Kerangka Aset-Kewajiban: Di Mana Utang Menjadi Keuntungan
Inti dari strategi Robert Kiyosaki terletak pada perbedaan penting yang sering diabaikan banyak orang: perbedaan antara menggunakan utang untuk memperoleh kewajiban versus menggunakannya untuk memperoleh aset. Dalam video Instagram 2023, ia mengilustrasikan prinsip ini dengan contoh pribadi. “Saya mengendarai Ferrari—itu 100% sudah lunas karena itu adalah kewajiban. Saya mengendarai Rolls Royce—juga 100% sudah lunas karena itu adalah kewajiban,” jelas Kiyosaki. Namun, ketika datang ke investasi yang membangun kekayaan, ia membalik pendekatannya sepenuhnya. Alih-alih menggunakan cadangan uang pribadi, miliarder Kiyosaki memanfaatkan utang untuk membeli aset yang menghasilkan pendapatan seperti real estat, yang meningkat seiring waktu dan menghasilkan imbal hasil yang melebihi biaya pinjaman.
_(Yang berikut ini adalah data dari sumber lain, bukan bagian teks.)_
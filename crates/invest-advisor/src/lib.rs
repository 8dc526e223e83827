//! # invest-advisor
//!
//! Personal investment advisor: profiles the user through a scripted
//! dialogue, researches with four data lookups and answers with an
//! allocation in Rupiah.
//!
//! ## Tools
//!
//! ```text
//! ┌──────────────────┬──────────────────┬───────────────────────────────┐
//! │ name             │ argument         │ source                        │
//! ├──────────────────┼──────────────────┼───────────────────────────────┤
//! │ search_the_web   │ query            │ SearchProvider (Exa)          │
//! │ get_stock_price  │ ticker_symbol    │ MarketDataProvider, 1y daily  │
//! │ get_crypto_price │ crypto_symbol    │ MarketDataProvider, 7d daily  │
//! │ get_gold_price   │ -                │ MarketDataProvider, GLD, 7d   │
//! └──────────────────┴──────────────────┴───────────────────────────────┘
//! ```

pub mod svckit;
pub mod market;
pub mod search;
pub mod model;
pub mod prompt;
pub mod format;
pub mod error;

#[cfg(test)]
mod scenarios;

use std::sync::Arc;

use agent_core::ToolRegistry;

pub use error::{AdvisorError, Result};
pub use market::{Lookback, MarketDataProvider, MockMarketData, YahooMarketData};
pub use model::{PriceBar, PriceSummary, RiskTolerance, SearchHit};
pub use prompt::{system_prompt, DISCLAIMER};
pub use search::{ExaConfig, ExaSearchClient, SearchOptions, SearchProvider, StaticSearch};

/// Re-export tools for easy registration
pub mod tools {
    pub use crate::svckit::{
        WebSearchTool,
        StockPriceTool,
        CryptoPriceTool,
        GoldPriceTool,
    };
}

/// Register the four advisor tools, in their fixed order
pub fn register_tools(
    registry: &mut ToolRegistry,
    market: Arc<dyn MarketDataProvider>,
    search: Arc<dyn SearchProvider>,
) {
    registry.register(tools::WebSearchTool::new(search));
    registry.register(tools::StockPriceTool::new(market.clone()));
    registry.register(tools::CryptoPriceTool::new(market.clone()));
    registry.register(tools::GoldPriceTool::new(market));
}

/// A registry holding exactly the advisor tools
pub fn advisor_tools(
    market: Arc<dyn MarketDataProvider>,
    search: Arc<dyn SearchProvider>,
) -> ToolRegistry {
    let mut registry = ToolRegistry::new();
    register_tools(&mut registry, market, search);
    registry
}
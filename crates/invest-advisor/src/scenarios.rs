//! Whole-dialogue scenarios: a scripted model drives real sessions and the
//! real advisor tools over mock market and search data.

use std::sync::Arc;

use agent_core::{
    mock::ScriptedProvider,
    reasoning::credential_fingerprint,
    Agent, AgentBuilder, AgentFactory, DialoguePhase, Result as CoreResult, Role, Session,
    ToolCall,
};
use serde_json::json;

use crate::market::MockMarketData;
use crate::model::SearchHit;
use crate::prompt::{system_prompt, DISCLAIMER};
use crate::search::StaticSearch;

struct ScriptedAdvisor {
    provider: Arc<ScriptedProvider>,
    market: Arc<MockMarketData>,
    search: Arc<StaticSearch>,
}

impl ScriptedAdvisor {
    fn new(provider: ScriptedProvider) -> Self {
        Self {
            provider: Arc::new(provider),
            market: Arc::new(MockMarketData::demo().unreachable("ZZZZ123")),
            search: Arc::new(StaticSearch::new(vec![SearchHit {
                title: "Indonesia economic outlook".into(),
                url: "https://news.example/outlook".into(),
                text: "Bank Indonesia holds rates; inflation within target.".into(),
                published_date: Some("2025-06-01".into()),
            }])),
        }
    }
}

impl AgentFactory for ScriptedAdvisor {
    fn credential_fingerprint(&self) -> String {
        credential_fingerprint(&["gemini-test", "exa-test"])
    }

    fn build(&self) -> CoreResult<Agent> {
        AgentBuilder::new()
            .provider(self.provider.clone())
            .tools(crate::advisor_tools(self.market.clone(), self.search.clone()))
            .system_prompt(system_prompt())
            .disclaimer(DISCLAIMER)
            .build()
    }
}

fn recommendation(with_disclaimer: bool) -> String {
    let mut text = String::from(
        "**Your Profile Summary:** 30 years old, income Rp 10-20 million per month, \
         retirement fund in 25 years, moderate risk.\n\n\
         **Asset Allocation Recommendation:** 50% Stocks, 30% Fixed Income Funds, \
         10% Gold, 10% Crypto.\n\n\
         **Specific Instrument Examples:** Stocks: BBCA.JK, TLKM.JK; Gold: Antam; \
         Crypto: BTC-USD (currently $65,000.50).\n\n\
         **Rationale:** a long horizon allows a larger equity share.",
    );
    if with_disclaimer {
        text.push_str("\n\n");
        text.push_str(DISCLAIMER);
    }
    text
}

#[tokio::test]
async fn test_profile_then_recommendation() {
    let research = vec![
        ToolCall::new("search_the_web").with_argument("query", "Indonesia economic outlook"),
        ToolCall::new("get_stock_price").with_argument("ticker_symbol", "BBCA.JK"),
        ToolCall::new("get_crypto_price").with_argument("crypto_symbol", "BTC-USD"),
        ToolCall::new("get_gold_price"),
    ];
    let provider = ScriptedProvider::new()
        .then_reply("Nice to meet you! What is your approximate monthly income?")
        .then_reply("Thanks. What is your main investment goal and your time horizon?")
        .then_reply("How would you describe your risk tolerance: conservative, moderate or aggressive?")
        .then_calls(research)
        .then_reply(recommendation(true));
    let advisor = ScriptedAdvisor::new(provider);
    let mut session = Session::new();

    let answers = ["I'm 30", "10-20 million", "Retirement in 25 years", "Moderate"];
    let mut last = None;
    for (i, answer) in answers.iter().enumerate() {
        let turn = session.submit(&advisor, answer).await.unwrap();
        if i < 3 {
            assert!(!turn.allocation_detected);
            assert!(turn.tool_trace.is_empty());
            assert_eq!(session.phase(), DialoguePhase::CollectingProfile);
        }
        last = Some(turn);
    }

    let turn = last.unwrap();
    assert_eq!(turn.tool_trace.len(), 4);
    assert!(turn.tool_trace.iter().all(|t| t.success));
    assert!(turn.allocation_detected);
    assert!(turn.reply.contains("50% Stocks"));
    assert!(turn.reply.contains("BBCA.JK"));
    assert!(turn.reply.contains("Crypto"));
    assert!(turn.reply.ends_with(DISCLAIMER));
    assert!(!turn.disclaimer_appended);
    assert_eq!(session.phase(), DialoguePhase::Disclaimed);

    // history alternates and holds one assistant reply per answer
    assert_eq!(session.message_count(), 8);
    for (i, message) in session.history().iter().enumerate() {
        let expected = if i % 2 == 0 { Role::User } else { Role::Assistant };
        assert_eq!(message.role, expected);
    }

    // the final model call saw the tool output, in call order
    let requests = advisor.provider.requests();
    let final_request = requests.last().unwrap();
    let tool_messages: Vec<_> = final_request
        .iter()
        .filter(|m| m.role == Role::Tool)
        .collect();
    assert_eq!(tool_messages.len(), 4);
    assert_eq!(tool_messages[0].tool_name(), Some("search_the_web"));
    assert!(tool_messages[2].content.contains("$65,000.50"));
    assert!(tool_messages[3].content.contains("GLD"));
    assert_eq!(advisor.search.queries(), vec!["Indonesia economic outlook".to_string()]);
    assert_eq!(advisor.provider.remaining(), 0);
}

#[tokio::test]
async fn test_defers_before_profile_is_complete() {
    let provider = ScriptedProvider::new()
        .then_reply("I'd love to help! Before recommending anything, how old are you?");
    let advisor = ScriptedAdvisor::new(provider);
    let mut session = Session::new();

    let turn = session
        .submit(&advisor, "Just tell me what to buy")
        .await
        .unwrap();

    assert!(!turn.allocation_detected);
    assert!(turn.tool_trace.is_empty());
    assert!(!turn.reply.contains(DISCLAIMER));
    assert_eq!(session.phase(), DialoguePhase::CollectingProfile);
}

#[tokio::test]
async fn test_unreachable_ticker_degrades_gracefully() {
    let provider = ScriptedProvider::new()
        .then_call("get_stock_price", json!({"ticker_symbol": "ZZZZ123"}))
        .then_reply("I could not retrieve data for ZZZZ123 right now. Shall we look at BBCA.JK instead?");
    let advisor = ScriptedAdvisor::new(provider);
    let mut session = Session::new();

    let turn = session.submit(&advisor, "What about ZZZZ123?").await.unwrap();

    assert_eq!(turn.tool_trace.len(), 1);
    assert!(!turn.tool_trace[0].success);
    assert!(turn.tool_trace[0].output.starts_with("Error: failed to fetch stock data:"));
    assert_eq!(session.message_count(), 2);
    assert_eq!(session.phase(), DialoguePhase::Researching);
}

#[tokio::test]
async fn test_missing_disclaimer_is_appended() {
    let provider = ScriptedProvider::new()
        .then_reply(recommendation(false))
        .then_reply("Gold hedges against Rupiah depreciation.");
    let advisor = ScriptedAdvisor::new(provider);
    let mut session = Session::new();

    let turn = session.submit(&advisor, "Moderate").await.unwrap();
    assert!(turn.disclaimer_appended);
    assert!(session.history()[1].content.ends_with(DISCLAIMER));
    assert_eq!(session.phase(), DialoguePhase::Disclaimed);

    session.submit(&advisor, "Why gold?").await.unwrap();
    assert_eq!(session.phase(), DialoguePhase::FollowUp);
}

#[tokio::test]
async fn test_unknown_tool_is_reported_to_model() {
    let provider = ScriptedProvider::new()
        .then_call("get_bond_yield", json!({"country": "ID"}))
        .then_reply("I don't have bond data; let's continue with your profile. How old are you?");
    let advisor = ScriptedAdvisor::new(provider);
    let mut session = Session::new();

    let turn = session.submit(&advisor, "What are bond yields?").await.unwrap();
    assert!(!turn.tool_trace[0].success);
    assert!(turn.tool_trace[0].output.starts_with("Error:"));
}

#[tokio::test]
async fn test_reset_starts_over() {
    let provider = ScriptedProvider::new()
        .then_reply("How old are you?")
        .then_reply("Welcome back! How old are you?");
    let advisor = ScriptedAdvisor::new(provider);
    let mut session = Session::new();
    let id = session.id.clone();

    session.submit(&advisor, "Hi").await.unwrap();
    session.reset();
    assert_eq!(session.message_count(), 0);
    assert!(!session.has_agent());

    session.submit(&advisor, "Hi again").await.unwrap();
    assert_eq!(session.id, id);
    assert_eq!(session.message_count(), 2);
    assert_eq!(session.agent_builds(), 1);
}
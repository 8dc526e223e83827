//! Crypto Price Tool

use std::sync::Arc;

use async_trait::async_trait;

use agent_core::{
    tool::ParameterSchema,
    Result as CoreResult,
    Tool, ToolCall, ToolResult, ToolSchema,
};

use crate::format;
use crate::market::{Lookback, MarketDataProvider};
use crate::model::PriceSummary;

pub(crate) const NAME: &str = "get_crypto_price";

/// Latest close of a crypto pair from the past week of bars
pub struct CryptoPriceTool {
    market: Arc<dyn MarketDataProvider>,
}

impl CryptoPriceTool {
    pub fn new(market: Arc<dyn MarketDataProvider>) -> Self {
        Self { market }
    }
}

#[async_trait]
impl Tool for CryptoPriceTool {
    fn schema(&self) -> ToolSchema {
        ToolSchema {
            name: NAME.into(),
            description: "Get the latest price of a cryptocurrency. \
                Use the 'SYMBOL-USD' format, e.g. 'BTC-USD', 'ETH-USD'."
                .into(),
            parameters: vec![ParameterSchema::required_string(
                "crypto_symbol",
                "Crypto pair in 'SYMBOL-USD' format",
            )],
            category: Some("market_data".into()),
        }
    }

    async fn execute(&self, call: &ToolCall) -> CoreResult<ToolResult> {
        let Some(symbol) = call.str_arg("crypto_symbol") else {
            return Ok(ToolResult::failure(NAME, "missing required argument: crypto_symbol"));
        };

        let bars = match self.market.history(symbol, Lookback::OneWeek).await {
            Ok(bars) => bars,
            Err(e) => {
                tracing::warn!(symbol, "Crypto lookup failed: {}", e);
                return Ok(ToolResult::failure(NAME, format!("failed to fetch crypto data: {}", e)));
            }
        };

        match PriceSummary::latest(symbol, &bars) {
            Some(summary) => Ok(ToolResult::success(
                NAME,
                format!(
                    "The latest price of {} is {}",
                    symbol,
                    format::usd_grouped(summary.latest_close)
                ),
            )
            .with_data(serde_json::to_value(&summary)?)),
            None => Ok(ToolResult::success(
                NAME,
                format!("No data found for crypto symbol {}.", symbol),
            )),
        }
    }
}

#[cfg(test)]
mod tests {
    use super::*;
    use crate::market::MockMarketData;
    use rust_decimal_macros::dec;

    #[tokio::test]
    async fn test_grouped_price() {
        let market = MockMarketData::new().with_closes("BTC-USD", &[dec!(64000), dec!(65000.5)]);
        let tool = CryptoPriceTool::new(Arc::new(market));
        let call = ToolCall::new(NAME).with_argument("crypto_symbol", "BTC-USD");

        let result = tool.execute(&call).await.unwrap();
        assert_eq!(result.output, "The latest price of BTC-USD is $65,000.50");
    }

    #[tokio::test]
    async fn test_unknown_pair() {
        let tool = CryptoPriceTool::new(Arc::new(MockMarketData::new()));
        let call = ToolCall::new(NAME).with_argument("crypto_symbol", "FAKE-USD");
        let result = tool.execute(&call).await.unwrap();
        assert!(result.output.contains("No data found"));
    }
}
Strategi ini mengubah utang dari beban menjadi instrumen keuangan—uang yang dipinjam khusus untuk menciptakan kekayaan daripada membiayai konsumsi. Filosofi ini bergantung pada pemahaman bahwa tidak semua utang itu sama: utang konsumen (digunakan untuk mobil, barang mewah) merupakan kewajiban, sementara utang investasi (digunakan untuk real estat, usaha bisnis) menjadi mekanisme untuk membangun aset.
Keuntungan Pajak dan Filosofi Mata Uang
Lapisan tambahan pada strategi utang Kiyosaki melibatkan optimasi pajak. Ketika utang digunakan untuk tujuan investasi, itu dapat menawarkan manfaat pengurangan pajak—mekanisme hukum yang mengurangi pendapatan kena pajak. “Jika Anda memahami sejarah, alasan saya tidak membayar pajak adalah karena saya meminjam uang. Saya adalah seorang debitur,” kata Kiyosaki, menekankan bahwa ini bukan penghindaran pajak tetapi lebih kepada strategi pajak yang sah yang memanfaatkan struktur utang.
Di luar manajemen utang, Kiyosaki memiliki skeptisisme yang lebih luas terhadap mata uang fiat. Ia menghindari memegang cadangan uang tunai besar dalam dolar tradisional, alih-alih mengonversi penghasilan menjadi aset nyata seperti perak dan emas. Filosofi ini juga berlaku untuk cryptocurrency: minatnya pada Bitcoin mencerminkan keyakinan mendasar yang sama—bahwa penyimpanan nilai alternatif memberikan perlindungan yang lebih baik daripada mata uang yang “menjadi utang” setelah tahun 1971, ketika dolar terputus dari standar emas.
Mengapa Pendekatan Miliarder Ini Menantang Kebijaksanaan Konvensional
Sebagian besar nasihat keuangan pribadi menekankan penghapusan utang—“keluar dari utang” tetap menjadi mantra standar. Kerangka kerja Robert Kiyosaki membalikkan panduan ini: tujuannya bukan untuk menghindari utang tetapi untuk menggunakannya secara strategis. Perbedaan ini sangat penting untuk akumulasi kekayaan. Dengan meminjam pada tingkat yang lebih rendah dan menginvestasikan hasilnya dalam aset yang menghasilkan imbal hasil lebih tinggi, selisih antara biaya pinjaman dan imbal hasil investasi menciptakan kekayaan. Ini adalah esensi dari leverage finansial.
Perdebatan antara penghapusan utang dan pemanfaatan utang strategis mencerminkan perbedaan mendasar dalam filosofi keuangan. Sementara utang memang bisa menjadi berbahaya ketika dikelola dengan buruk atau digunakan untuk konsumsi, miliarder Robert Kiyosaki menunjukkan bahwa ketika diterapkan dengan disiplin dan literasi finansial, utang menjadi alat percepatan kekayaan yang sah.